- The Second World War started with the German attack to Poland 1st of September 1939. The causes of the war had been planted already some twenty years before, in the Treaty of Versailles. The most destructive war of the mankind ended to the explosion of the first atomic bomb in history and opened a door to a new age. The atomic age had started and along with that, the possibilities in pharmaceutical development and in medical studies were completely different than before. The Second World War also caused the fact that the ethics of researchers and doctors, had to be inspected more closely, while performing human and animal testing. The need to create a protocol, which everyone would be obligated to follow, was a real one. The chief prosecutor in Nuremberg 1946 accused that the German doctors and researchers had destroyed science and abandoned ethics. This was very true, when the horrors of concentration camps were uncovered. It’s however good to remember, that the German doctors were the first one in the 1930’s and in 1940’s to discover the relationship between smoking and cancer. Also the dangers of asbestos were recognized in Germany, already in the year 1943. All of these researches however were abandoned after the war, as they were stained by the horrors of Nazi’s.

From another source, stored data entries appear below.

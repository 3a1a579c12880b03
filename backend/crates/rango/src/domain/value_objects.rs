//! Domain Value Objects
//!
//! Validated field values for categories and pages. Error messages are
//! shown next to the offending form field.

use std::fmt;

use kernel::id::Id;
use platform::web_url::{WebUrlError, normalize_http_url};
use thiserror::Error;

use crate::domain::services::slugify;

pub struct CategoryMarker;
pub type CategoryId = Id<CategoryMarker>;

pub struct PageMarker;
pub type PageId = Id<PageMarker>;

pub const CATEGORY_NAME_MAX_LENGTH: usize = 128;
pub const PAGE_TITLE_MAX_LENGTH: usize = 128;
pub const PAGE_URL_MAX_LENGTH: usize = 200;

/// Shared by the free-text fields
#[derive(Debug, Clone, PartialEq, Eq, Error)]
pub enum TextFieldError {
    #[error("This field is required.")]
    Blank,

    #[error("Ensure this value has at most {max} characters (it has {length}).")]
    TooLong { length: usize, max: usize },

    /// Only names: nothing of the name survives slugification
    #[error("Enter a name containing at least one letter or number.")]
    NoSlug,
}

fn required_text(raw: &str, max: usize) -> Result<String, TextFieldError> {
    let trimmed = raw.trim();
    if trimmed.is_empty() {
        return Err(TextFieldError::Blank);
    }

    let length = trimmed.chars().count();
    if length > max {
        return Err(TextFieldError::TooLong { length, max });
    }

    Ok(trimmed.to_string())
}

// ============================================================================
// Category
// ============================================================================

#[derive(Debug, Clone, PartialEq, Eq)]
pub struct CategoryName(String);

impl CategoryName {
    pub fn new(raw: &str) -> Result<Self, TextFieldError> {
        let name = required_text(raw, CATEGORY_NAME_MAX_LENGTH)?;
        if slugify(&name).is_empty() {
            return Err(TextFieldError::NoSlug);
        }
        Ok(Self(name))
    }

    pub fn from_db(name: String) -> Self {
        Self(name)
    }

    pub fn as_str(&self) -> &str {
        &self.0
    }

    /// The slug this name is stored under
    pub fn slug(&self) -> Slug {
        Slug(slugify(&self.0))
    }
}

impl fmt::Display for CategoryName {
    fn fmt(&self, f: &mut fmt::Formatter<'_>) -> fmt::Result {
        f.write_str(&self.0)
    }
}

/// URL-safe category key: lowercase ASCII letters, digits, `-` and `_`
#[derive(Debug, Clone, PartialEq, Eq, Hash)]
pub struct Slug(String);

impl Slug {
    pub fn from_db(slug: String) -> Self {
        Self(slug)
    }

    pub fn as_str(&self) -> &str {
        &self.0
    }
}

impl fmt::Display for Slug {
    fn fmt(&self, f: &mut fmt::Formatter<'_>) -> fmt::Result {
        f.write_str(&self.0)
    }
}

// ============================================================================
// Page
// ============================================================================

#[derive(Debug, Clone, PartialEq, Eq)]
pub struct PageTitle(String);

impl PageTitle {
    pub fn new(raw: &str) -> Result<Self, TextFieldError> {
        required_text(raw, PAGE_TITLE_MAX_LENGTH).map(Self)
    }

    pub fn from_db(title: String) -> Self {
        Self(title)
    }

    pub fn as_str(&self) -> &str {
        &self.0
    }
}

impl fmt::Display for PageTitle {
    fn fmt(&self, f: &mut fmt::Formatter<'_>) -> fmt::Result {
        f.write_str(&self.0)
    }
}

/// Absolute http(s) link; `http://` is prepended when the scheme is missing
#[derive(Debug, Clone, PartialEq, Eq)]
pub struct PageUrl(String);

impl PageUrl {
    pub fn new(raw: &str) -> Result<Self, WebUrlError> {
        normalize_http_url(raw, PAGE_URL_MAX_LENGTH).map(Self)
    }

    pub fn from_db(url: String) -> Self {
        Self(url)
    }

    pub fn as_str(&self) -> &str {
        &self.0
    }
}

impl fmt::Display for PageUrl {
    fn fmt(&self, f: &mut fmt::Formatter<'_>) -> fmt::Result {
        f.write_str(&self.0)
    }
}
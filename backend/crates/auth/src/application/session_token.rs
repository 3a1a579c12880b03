//! Session Token
//!
//! The cookie carries `<session_id>.<signature>`; the signature keeps
//! visitors from guessing or forging session IDs.

use platform::crypto::{SECRET_LEN, sign_token, verify_token};
use uuid::Uuid;

pub fn issue(secret: &[u8; SECRET_LEN], session_id: Uuid) -> String {
    sign_token(secret, &session_id.to_string())
}

/// `None` for anything not issued by [`issue`] with the same secret
pub fn parse(secret: &[u8; SECRET_LEN], token: &str) -> Option<Uuid> {
    verify_token(secret, token)?.parse().ok()
}

#[cfg(test)]
mod tests {
    use super::*;

    #[test]
    fn test_issue_and_parse() {
        let secret = [3u8; SECRET_LEN];
        let session_id = Uuid::new_v4();
        let token = issue(&secret, session_id);

        assert!(token.starts_with(&session_id.to_string()));
        assert_eq!(parse(&secret, &token), Some(session_id));
    }

    #[test]
    fn test_rejects_forgeries() {
        let secret = [3u8; SECRET_LEN];
        let token = issue(&secret, Uuid::new_v4());

        assert_eq!(parse(&[4u8; SECRET_LEN], &token), None);
        assert_eq!(parse(&secret, &Uuid::new_v4().to_string()), None);
        assert_eq!(parse(&secret, &sign_token(&secret, "not-a-uuid")), None);
    }
}
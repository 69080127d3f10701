use anyhow::{bail, Context};
use clap::Parser;
use inquire::error::InquireResult;
use tracing_subscriber::EnvFilter;

mod app;
mod cache;
mod cli;
mod config;
mod fetch;
mod lock;
mod similarity;
#[cfg(test)]
mod tests;

use app::{App, AppError};
use cache::CacheRecord;
use config::Config;
use similarity::Comparison;

fn init_logging() {
    let filter = EnvFilter::try_from_env("SITESIM_LOG").unwrap_or_else(|_| EnvFilter::new("warn"));

    tracing_subscriber::fmt()
        .with_env_filter(filter)
        .with_writer(std::io::stderr)
        .with_target(false)
        .init();
}

fn prompt_url(value: Option<String>, message: &str) -> anyhow::Result<String> {
    if let Some(url) = value {
        return Ok(url);
    }

    match inquire::Text::new(message).prompt() {
        InquireResult::Ok(url) if !url.trim().is_empty() => Ok(url.trim().to_string()),
        InquireResult::Ok(_) => bail!("url must not be empty"),
        InquireResult::Err(err) => bail!("An error occurred: {}", err),
    }
}

/// Scores always print with a fractional part, so 0 and 1 read as `0.0` and `1.0`.
fn score_line(score: f64) -> String {
    format!("The similarity score is {score:?}")
}

fn print_comparison(comparison: &Comparison, details: bool, json: bool) -> anyhow::Result<()> {
    if json {
        println!("{}", serde_json::to_string_pretty(comparison)?);
        return Ok(());
    }

    if details {
        for channel in &comparison.channels {
            println!("  {:<12} {:.4}", channel.channel.name(), channel.score);
        }
    }
    println!("{}", score_line(comparison.score));
    Ok(())
}

fn print_records(records: &[CacheRecord], json: bool) -> anyhow::Result<()> {
    if json {
        println!("{}", serde_json::to_string_pretty(records)?);
        return Ok(());
    }

    for record in records {
        let stale = if record.stale { " (stale)" } else { "" };
        println!("{:?} {} {}{stale}", record.score, record.url1, record.url2);
    }
    Ok(())
}

fn main() -> anyhow::Result<()> {
    let args = cli::Args::parse();

    init_logging();

    let base_path = Config::default_base_path()?;
    let config = Config::load_with(&base_path)
        .with_context(|| format!("failed to load config from {}", base_path.display()))?;
    let app = App::new(&config)?;

    match args.command {
        cli::Command::Compare {
            url1,
            url2,
            details,
            output,
        } => {
            let url1 = prompt_url(url1, "Enter the first URL:")?;
            let url2 = prompt_url(url2, "Enter the second URL:")?;

            match app.compare_similarity(&url1, &url2) {
                Ok(comparison) => print_comparison(&comparison, details, output.json),
                Err(AppError::CacheWrite { comparison, source }) => {
                    print_comparison(&comparison, details, output.json)?;
                    Err(source).context("score was not saved")
                }
                Err(err) => Err(err.into()),
            }
        }

        cli::Command::Show { pair, output } => {
            match app.cached(&pair.url1, &pair.url2)? {
                Some(record) => print_records(&[record], output.json)?,
                None => println!("No stored score for {} {}", pair.url1, pair.url2),
            }
            Ok(())
        }

        cli::Command::List { output } => print_records(&app.records()?, output.json),

        cli::Command::Stale { url1, url2, all } => {
            if all {
                let count = app.mark_all_stale()?;
                println!("{count} scores marked stale");
                return Ok(());
            }

            let (Some(url1), Some(url2)) = (url1, url2) else {
                bail!("expected two urls or --all");
            };

            if app.mark_stale(&url1, &url2)? {
                println!("Marked {url1} {url2} stale");
            } else {
                println!("No stored score for {url1} {url2}");
            }
            Ok(())
        }
    }
}
//! Advisory file locking around score store updates.
//!
//! Every read-modify-write of the store runs under an exclusive `flock()` on
//! a sibling `.lock` file, so two processes recording the same pair cannot
//! interleave.

use std::fs::{File, OpenOptions};
use std::io;
use std::path::{Path, PathBuf};

#[cfg(unix)]
use std::os::unix::io::AsRawFd;

/// Lock file guarding `store_path`.
pub fn lock_path_for(store_path: &Path) -> PathBuf {
    let mut name = store_path
        .file_name()
        .map(|n| n.to_os_string())
        .unwrap_or_default();
    name.push(".lock");
    store_path.with_file_name(name)
}

/// A held file lock that releases on drop
pub struct FileLock {
    #[allow(dead_code)]
    file: File,
}

impl FileLock {
    fn open(lock_path: &Path) -> io::Result<File> {
        OpenOptions::new()
            .write(true)
            .create(true)
            .truncate(false)
            .open(lock_path)
    }

    /// Acquire an exclusive lock, blocking until available.
    pub fn acquire_blocking(lock_path: &Path) -> io::Result<Self> {
        let file = Self::open(lock_path)?;
        Self::lock_exclusive(&file)?;
        Ok(FileLock { file })
    }

    #[cfg(unix)]
    fn lock_exclusive(file: &File) -> io::Result<()> {
        let fd = file.as_raw_fd();
        let result = unsafe { libc::flock(fd, libc::LOCK_EX) };
        if result != 0 {
            return Err(io::Error::last_os_error());
        }
        Ok(())
    }

    // TODO: LockFileEx on windows; only the in-process guard applies there
    #[cfg(not(unix))]
    fn lock_exclusive(_file: &File) -> io::Result<()> {
        Ok(())
    }
}

#[cfg(unix)]
impl Drop for FileLock {
    fn drop(&mut self) {
        let fd = self.file.as_raw_fd();
        // Release the lock - ignore errors on drop
        unsafe { libc::flock(fd, libc::LOCK_UN) };
    }
}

- Also the directors of IG Farben Trust, to where the pharmaceutical company Bayer belonged too, had to pay the price for the crimes committed during the war. IG Farben was a leading chemical company in the Europe, which was occupied by Germany. As Germany invaded and occupied more areas, IG Farben moved in and took the chemical plants. As there was a constant lack of labour force, IG Farben Trust used slave labour in their factories and also managed it’s own concentration camps, which were sub-camps to the bigger and more well know concentration camps. The most biggest and most horrible crime committed by IG Farben during the war was without a doubt, to manufacture with an exclusive right the Zyclon B, which was used in the gas chambers. After the war IG Farben Trust was break into a smaller companies like Bayer, BASF and Hoechst, which later merged and formed the French pharmaceutical company of Aventis. Twelve of the former directors and workers of IG Farben were sentenced to imprisonment in the trial of Nuremberg, for the crimes committed against a mankind.
- Some of the directors of Bayer however were released due to the lack of evidence. For example Wilhelm Mann which later came the sales director of Bayer, was let free, but later in the 1990’s, it became clear, that Wilhelm Mann and Bayer had been part of the experiments of Josef Mengel, as new evidence were discovered, evidence that the trial of Nuremberg didn’t have.